- Born: February 21, 1970 (age 56) Santiago de Cuba, Cuba
- Occupation: Physician
- Known for: imprisonment in Black Spring
- Spouse: Lisandra Lafitta Hernández

= Luis Milán Fernández =

Cuban physician from Santiago de Cuba (born 1970)

Luis Milán Fernández (born 21 February 1970) is a Cuban physician from Santiago de Cuba. In 2001, he and his wife, a dentist named Lisandra Lafitta Hernández, signed "Manifiesto 2001", which called for basic freedoms to be respected in Cuba.

He was one of 75 dissidents arrested in 2003 as part of the crackdown known as the Black Spring. He was sentenced to thirteen years in prison, and Amnesty International recognized him as prisoner of conscience.

In 2005, Milán was transferred to a psychiatric ward despite having no reported psychological problems. According to Lafitta, he was confined with two or three mental patients, one of whom cut his own ear off during their confinement. In June 2007, the Internet news agency BosNewsLife reported that Milán's health was deteriorating as a result of his confinement.
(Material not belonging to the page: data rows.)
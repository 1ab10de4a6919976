#![cfg_attr(not(test), deny(clippy::unwrap_used))]

//! A crate containing the downstream-facing data model of the scanner and the
//! deterministic identifier helpers shared with its consumers, such as:
//!
//!   * The extract model pushed to observers: [`ExtractData`], [`TxInput`],
//!     [`TxOutput`], [`TransactionSummary`] and the [`Observer`] trait.
//!   * The [`WatchList`] trait answering "is this address watched, and for
//!     which source key".
//!   * Stable identifier derivation in [`sid`] and amount formatting in
//!     [`precision`].
//!
//!  To avoid circular dependencies this crate must not depend on other crate of the workspace

mod error;
mod model;
pub mod precision;
pub mod sid;

pub use crate::error::Error;
pub use crate::model::*;
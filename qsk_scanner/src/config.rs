use std::sync::Arc;
use std::time::Duration;

use crate::clients::{ExplorerClient, NodeClient, RpcClient};
use crate::error::Error;

/// Outputs created by staking are spendable only after this many
/// confirmations.
pub const STAKE_CONFIRMATIONS: u64 = 500;

/// Decimal places of the native unit.
pub const DEFAULT_DECIMALS: u32 = 8;

/// The node's verbatim answer for a transaction id it will never resolve.
/// Node-specific; override with [`Config::tx_not_found_reason`] when
/// pointing the scanner at a different implementation.
pub const TX_NOT_FOUND_REASON: &str = "[-5]No information available about transaction";

/// Which upstream the scanner talks to.
#[derive(Debug, Clone, Copy, PartialEq, Eq)]
pub enum ServerType {
    /// A full node JSON-RPC endpoint.
    Rpc,
    /// An insight-style REST block explorer.
    Explorer,
}

/// Scanner configuration.
///
/// ```
/// # use qsk_scanner::{Config, ServerType};
/// let config = Config::new("QTUM", ServerType::Explorer, "https://explorer.example/api")
///     .scan_mempool(true)
///     .rescan_last_block_count(2);
/// ```
#[derive(Debug, Clone)]
pub struct Config {
    pub(crate) symbol: String,
    pub(crate) server_type: ServerType,
    pub(crate) server_url: String,
    pub(crate) rpc_user: Option<String>,
    pub(crate) rpc_pass: Option<String>,
    pub(crate) decimals: u32,
    pub(crate) stake_confirmations: u64,
    pub(crate) rescan_last_block_count: u64,
    pub(crate) scan_mempool: bool,
    pub(crate) tx_not_found_reason: String,
    pub(crate) timeout: Option<Duration>,
}

impl Config {
    pub fn new(symbol: &str, server_type: ServerType, server_url: &str) -> Self {
        Config {
            symbol: symbol.to_string(),
            server_type,
            server_url: server_url.trim_end_matches('/').to_string(),
            rpc_user: None,
            rpc_pass: None,
            decimals: DEFAULT_DECIMALS,
            stake_confirmations: STAKE_CONFIRMATIONS,
            rescan_last_block_count: 0,
            scan_mempool: false,
            tx_not_found_reason: TX_NOT_FOUND_REASON.to_string(),
            timeout: None,
        }
    }

    /// Basic-auth credentials for the JSON-RPC endpoint.
    pub fn rpc_credentials(mut self, user: &str, pass: &str) -> Self {
        self.rpc_user = Some(user.to_string());
        self.rpc_pass = Some(pass.to_string());
        self
    }

    /// Poll the mempool at the end of every scan pass.
    pub fn scan_mempool(mut self, scan_mempool: bool) -> Self {
        self.scan_mempool = scan_mempool;
        self
    }

    /// Re-scan this many blocks below the tip after every ascent, as a
    /// safety margin against records missed near the tip.
    pub fn rescan_last_block_count(mut self, count: u64) -> Self {
        self.rescan_last_block_count = count;
        self
    }

    /// Decimal places of the native unit, 8 unless the chain declares
    /// otherwise.
    pub fn decimals(mut self, decimals: u32) -> Self {
        self.decimals = decimals;
        self
    }

    /// Confirmations demanded of stake-created outputs before they count as
    /// spendable.
    pub fn stake_confirmations(mut self, confirmations: u64) -> Self {
        self.stake_confirmations = confirmations;
        self
    }

    /// The reason prefix classifying a transaction miss as permanent.
    pub fn tx_not_found_reason(mut self, reason: &str) -> Self {
        self.tx_not_found_reason = reason.to_string();
        self
    }

    /// Transport timeout for node requests.
    pub fn timeout(mut self, timeout: Duration) -> Self {
        self.timeout = Some(timeout);
        self
    }

    /// Build the node client this configuration selects.
    pub fn node_client(&self) -> Result<Arc<dyn NodeClient>, Error> {
        Ok(match self.server_type {
            ServerType::Rpc => {
                let mut client = RpcClient::new(&self.server_url, self)?;
                if let (Some(user), Some(pass)) = (&self.rpc_user, &self.rpc_pass) {
                    client = client.with_credentials(user, pass);
                }
                Arc::new(client)
            }
            ServerType::Explorer => Arc::new(ExplorerClient::new(&self.server_url, self)?),
        })
    }

    pub fn symbol(&self) -> &str {
        &self.symbol
    }

    pub fn server_type(&self) -> ServerType {
        self.server_type
    }

    pub fn server_url(&self) -> &str {
        &self.server_url
    }
}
In July 2010, tripartite negotiations between Cuban President Raúl Castro, Roman Catholic bishop Jaime Ortega, and Spanish Foreign Minister Miguel Angel Moratinos resulted in pardons being granted to the remaining 52 Black Spring prisoners on the condition that they go into exile in Spain. Milán was released from prison the following week, and he and his family departed for Spain. They resettled in Málaga, where Milán said that he would try to continue working as a physician.